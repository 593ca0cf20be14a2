//! Axum route handlers for the Submission API.

use axum::{
    extract::{Multipart, Path, State},
    http::{header, HeaderValue, StatusCode},
    response::{IntoResponse, Response},
    Json,
};
use serde::Serialize;
use tracing::{error, info, warn};
use uuid::Uuid;

use crate::errors::AppError;
use crate::generation::generate_summary;
use crate::models::{SubmissionRow, SubmissionStatus};
use crate::state::AppState;
use crate::submissions::repository::{
    get_submission, insert_submission, mark_completed, mark_failed,
};
use crate::submissions::uploads::{save_upload, validate_upload, UploadedFile};
use crate::submissions::validation::{describe_errors, validate_form, ApplicationForm};

// ────────────────────────────────────────────────────────────────────────────
// Request / Response types
// ────────────────────────────────────────────────────────────────────────────

#[derive(Debug, Serialize)]
pub struct SubmitResponse {
    pub success: bool,
    pub submission_id: Uuid,
    pub pdf_url: String,
}

// ────────────────────────────────────────────────────────────────────────────
// Handlers
// ────────────────────────────────────────────────────────────────────────────

/// POST /api/submit
///
/// Validates the form and upload, records the submission, and generates its
/// summary PDF before responding.
pub async fn handle_submit(
    State(state): State<AppState>,
    multipart: Multipart,
) -> Result<Json<SubmitResponse>, AppError> {
    let (form, file) = read_submission_form(multipart).await?;

    let application =
        validate_form(form).map_err(|errors| AppError::Validation(describe_errors(&errors)))?;
    let file = file.ok_or_else(|| AppError::Validation("No file uploaded".to_string()))?;
    validate_upload(&file, state.config.max_upload_bytes)?;

    let upload_path = save_upload(&state.config.upload_dir, &file).await?;
    let upload_path_str = upload_path.to_string_lossy();

    let submission =
        match insert_submission(&state.db, &application, &upload_path_str, &file.file_name).await {
            Ok(submission) => submission,
            Err(e) => {
                if let Err(cleanup) = tokio::fs::remove_file(&upload_path).await {
                    warn!(path = %upload_path.display(), error = %cleanup, "Failed to remove orphaned upload");
                }
                return Err(e);
            }
        };
    info!(submission_id = %submission.id, "Submission recorded");

    let pdf_path =
        match generate_summary(&submission, state.store.as_ref(), state.page_config).await {
            Ok(path) => path,
            Err(e) => {
                error!(submission_id = %submission.id, error = %e, "Summary generation failed");
                mark_failed(&state.db, submission.id).await?;
                return Err(AppError::Generation(format!("PDF generation failed: {e}")));
            }
        };

    mark_completed(&state.db, submission.id, &pdf_path.to_string_lossy()).await?;

    Ok(Json(SubmitResponse {
        success: true,
        submission_id: submission.id,
        pdf_url: format!("/api/pdf/{}", submission.id),
    }))
}

/// GET /api/pdf/:id
///
/// Streams the generated summary once it is ready.
pub async fn handle_get_pdf(
    State(state): State<AppState>,
    Path(id): Path<String>,
) -> Result<Response, AppError> {
    let id = Uuid::parse_str(&id)
        .map_err(|_| AppError::Validation("Invalid submission ID".to_string()))?;

    let submission = get_submission(&state.db, id)
        .await?
        .ok_or_else(|| AppError::NotFound("Submission not found".to_string()))?;

    match submission.status() {
        SubmissionStatus::Processing => {
            return Err(AppError::Pending(
                "PDF is still being generated. Please try again in a moment.".to_string(),
            ))
        }
        SubmissionStatus::Failed => {
            return Err(AppError::Generation(
                "PDF generation failed. Please contact support.".to_string(),
            ))
        }
        SubmissionStatus::Pending | SubmissionStatus::Completed => {}
    }

    let pdf_path = submission
        .generated_pdf_path
        .as_deref()
        .ok_or_else(|| AppError::NotFound("PDF not available".to_string()))?;

    let bytes = state
        .store
        .get(std::path::Path::new(pdf_path))
        .await
        .map_err(|e| match e.kind() {
            std::io::ErrorKind::NotFound => AppError::NotFound("PDF file not found on server".to_string()),
            _ => AppError::Storage(e.to_string()),
        })?;
    if bytes.is_empty() {
        return Err(AppError::Generation("PDF file is empty".to_string()));
    }

    pdf_response(&submission, bytes)
}

// ────────────────────────────────────────────────────────────────────────────
// Helpers
// ────────────────────────────────────────────────────────────────────────────

async fn read_submission_form(
    mut multipart: Multipart,
) -> Result<(ApplicationForm, Option<UploadedFile>), AppError> {
    let mut form = ApplicationForm::default();
    let mut file = None;

    while let Some(field) = multipart
        .next_field()
        .await
        .map_err(|e| AppError::Validation(format!("Malformed form data: {e}")))?
    {
        let name = field.name().unwrap_or_default().to_string();
        if name == "file" {
            let file_name = field.file_name().unwrap_or_default().to_string();
            let content_type = field.content_type().map(str::to_string);
            let bytes = field
                .bytes()
                .await
                .map_err(|e| AppError::Validation(format!("Failed to read upload: {e}")))?;
            // Browsers send an empty part when no file was chosen.
            if !file_name.is_empty() {
                file = Some(UploadedFile {
                    file_name,
                    content_type,
                    bytes,
                });
            }
            continue;
        }

        let value = field
            .text()
            .await
            .map_err(|e| AppError::Validation(format!("Malformed form data: {e}")))?;
        match name.as_str() {
            "firstName" => form.first_name = value,
            "lastName" => form.last_name = value,
            "email" => form.email = value,
            "phone" => form.phone = Some(value),
            "jobDescription" => form.job_description = value,
            _ => {}
        }
    }

    Ok((form, file))
}

fn pdf_response(submission: &SubmissionRow, bytes: Vec<u8>) -> Result<Response, AppError> {
    let disposition = format!(
        "attachment; filename=\"{}\"",
        download_file_name(&submission.first_name, &submission.last_name)
    );
    let last_modified = submission
        .created_at
        .format("%a, %d %b %Y %H:%M:%S GMT")
        .to_string();

    let headers = [
        (header::CONTENT_TYPE, HeaderValue::from_static("application/pdf")),
        (header::CONTENT_DISPOSITION, header_value(&disposition)?),
        (header::CONTENT_LENGTH, HeaderValue::from(bytes.len())),
        (header::CACHE_CONTROL, HeaderValue::from_static("public, max-age=3600")),
        (header::LAST_MODIFIED, header_value(&last_modified)?),
    ];

    Ok((StatusCode::OK, headers, bytes).into_response())
}

fn header_value(value: &str) -> Result<HeaderValue, AppError> {
    HeaderValue::from_str(value).map_err(|e| AppError::Internal(e.into()))
}

/// `application-<first>-<last>.pdf` with anything but ASCII alphanumerics replaced by `_`.
fn download_file_name(first_name: &str, last_name: &str) -> String {
    let clean = |s: &str| -> String {
        s.chars()
            .map(|c| if c.is_ascii_alphanumeric() { c } else { '_' })
            .collect()
    };
    format!("application-{}-{}.pdf", clean(first_name), clean(last_name))
}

......

EXERCISE ▸ Your task is to give back every record exactly.

TASK RESULT ▸
repository 593ca0cf20be14a2
//! Axum route handlers for the Submission API.

use axum::{
    extract::{Multipart, Path, State},
    http::{header, HeaderValue, StatusCode},
    response::{IntoResponse, Response},
    Json,
};
use serde::Serialize;
use tracing::{error, info, warn};
use uuid::Uuid;

use crate::errors::AppError;
use crate::generation::generate_summary;
use crate::models::{SubmissionRow, SubmissionStatus};
use crate::state::AppState;
use crate::submissions::repository::{
    get_submission, insert_submission, mark_completed, mark_failed,
};
use crate::submissions::uploads::{save_upload, validate_upload, UploadedFile};
use crate::submissions::validation::{describe_errors, validate_form, ApplicationForm};

// ────────────────────────────────────────────────────────────────────────────
// Request / Response types
// ────────────────────────────────────────────────────────────────────────────

#[derive(Debug, Serialize)]
pub struct SubmitResponse {
    pub success: bool,
    pub submission_id: Uuid,
    pub pdf_url: String,
}

// ────────────────────────────────────────────────────────────────────────────
// Handlers
// ────────────────────────────────────────────────────────────────────────────

/// POST /api/submit
///
/// Validates the form and upload, records the submission, and generates its
/// summary PDF before responding.
pub async fn handle_submit(
    State(state): State<AppState>,
    multipart: Multipart,
) -> Result<Json<SubmitResponse>, AppError> {
    let (form, file) = read_submission_form(multipart).await?;

    let application =
        validate_form(form).map_err(|errors| AppError::Validation(describe_errors(&errors)))?;
    let file = file.ok_or_else(|| AppError::Validation("No file uploaded".to_string()))?;
    validate_upload(&file, state.config.max_upload_bytes)?;

    let upload_path = save_upload(&state.config.upload_dir, &file).await?;
    let upload_path_str = upload_path.to_string_lossy();

    let submission =
        match insert_submission(&state.db, &application, &upload_path_str, &file.file_name).await {
            Ok(submission) => submission,
            Err(e) => {
                if let Err(cleanup) = tokio::fs::remove_file(&upload_path).await {
                    warn!(path = %upload_path.display(), error = %cleanup, "Failed to remove orphaned upload");
                }
                return Err(e);
            }
        };
    info!(submission_id = %submission.id, "Submission recorded");

    let pdf_path =
        match generate_summary(&submission, state.store.as_ref(), state.page_config).await {
            Ok(path) => path,
            Err(e) => {
                error!(submission_id = %submission.id, error = %e, "Summary generation failed");
                mark_failed(&state.db, submission.id).await?;
                return Err(AppError::Generation(format!("PDF generation failed: {e}")));
            }
        };

    mark_completed(&state.db, submission.id, &pdf_path.to_string_lossy()).await?;

    Ok(Json(SubmitResponse {
        success: true,
        submission_id: submission.id,
        pdf_url: format!("/api/pdf/{}", submission.id),
    }))
}

/// GET /api/pdf/:id
///
/// Streams the generated summary once it is ready.
pub async fn handle_get_pdf(
    State(state): State<AppState>,
    Path(id): Path<String>,
) -> Result<Response, AppError> {
    let id = Uuid::parse_str(&id)
        .map_err(|_| AppError::Validation("Invalid submission ID".to_string()))?;

    let submission = get_submission(&state.db, id)
        .await?
        .ok_or_else(|| AppError::NotFound("Submission not found".to_string()))?;

    match submission.status() {
        SubmissionStatus::Processing => {
            return Err(AppError::Pending(
                "PDF is still being generated. Please try again in a moment.".to_string(),
            ))
        }
        SubmissionStatus::Failed => {
            return Err(AppError::Generation(
                "PDF generation failed. Please contact support.".to_string(),
            ))
        }
        SubmissionStatus::Pending | SubmissionStatus::Completed => {}
    }

    let pdf_path = submission
        .generated_pdf_path
        .as_deref()
        .ok_or_else(|| AppError::NotFound("PDF not available".to_string()))?;

    let bytes = state
        .store
        .get(std::path::Path::new(pdf_path))
        .await
        .map_err(|e| match e.kind() {
            std::io::ErrorKind::NotFound => AppError::NotFound("PDF file not found on server".to_string()),
            _ => AppError::Storage(e.to_string()),
        })?;
    if bytes.is_empty() {
        return Err(AppError::Generation("PDF file is empty".to_string()));
    }

    pdf_response(&submission, bytes)
}

// ────────────────────────────────────────────────────────────────────────────
// Helpers
// ────────────────────────────────────────────────────────────────────────────

async fn read_submission_form(
    mut multipart: Multipart,
) -> Result<(ApplicationForm, Option<UploadedFile>), AppError> {
    let mut form = ApplicationForm::default();
    let mut file = None;

    while let Some(field) = multipart
        .next_field()
        .await
        .map_err(|e| AppError::Validation(format!("Malformed form data: {e}")))?
    {
        let name = field.name().unwrap_or_default().to_string();
        if name == "file" {
            let file_name = field.file_name().unwrap_or_default().to_string();
            let content_type = field.content_type().map(str::to_string);
            let bytes = field
                .bytes()
                .await
                .map_err(|e| AppError::Validation(format!("Failed to read upload: {e}")))?;
            // Browsers send an empty part when no file was chosen.
            if !file_name.is_empty() {
                file = Some(UploadedFile {
                    file_name,
                    content_type,
                    bytes,
                });
            }
            continue;
        }

        let value = field
            .text()
            .await
            .map_err(|e| AppError::Validation(format!("Malformed form data: {e}")))?;
        match name.as_str() {
            "firstName" => form.first_name = value,
            "lastName" => form.last_name = value,
            "email" => form.email = value,
            "phone" => form.phone = Some(value),
            "jobDescription" => form.job_description = value,
            _ => {}
        }
    }

    Ok((form, file))
}

fn pdf_response(submission: &SubmissionRow, bytes: Vec<u8>) -> Result<Response, AppError> {
    let disposition = format!(
        "attachment; filename=\"{}\"",
        download_file_name(&submission.first_name, &submission.last_name)
    );
    let last_modified = submission
        .created_at
        .format("%a, %d %b %Y %H:%M:%S GMT")
        .to_string();

    let headers = [
        (header::CONTENT_TYPE, HeaderValue::from_static("application/pdf")),
        (header::CONTENT_DISPOSITION, header_value(&disposition)?),
        (header::CONTENT_LENGTH, HeaderValue::from(bytes.len())),
        (header::CACHE_CONTROL, HeaderValue::from_static("public, max-age=3600")),
        (header::LAST_MODIFIED, header_value(&last_modified)?),
    ];

    Ok((StatusCode::OK, headers, bytes).into_response())
}

fn header_value(value: &str) -> Result<HeaderValue, AppError> {
    HeaderValue::from_str(value).map_err(|e| AppError::Internal(e.into()))
}

/// `application-<first>-<last>.pdf` with anything but ASCII alphanumerics replaced by `_`.
fn download_file_name(first_name: &str, last_name: &str) -> String {
    let clean = |s: &str| -> String {
        s.chars()
            .map(|c| if c.is_ascii_alphanumeric() { c } else { '_' })
            .collect()
    };
    format!("application-{}-{}.pdf", clean(first_name), clean(last_name))
}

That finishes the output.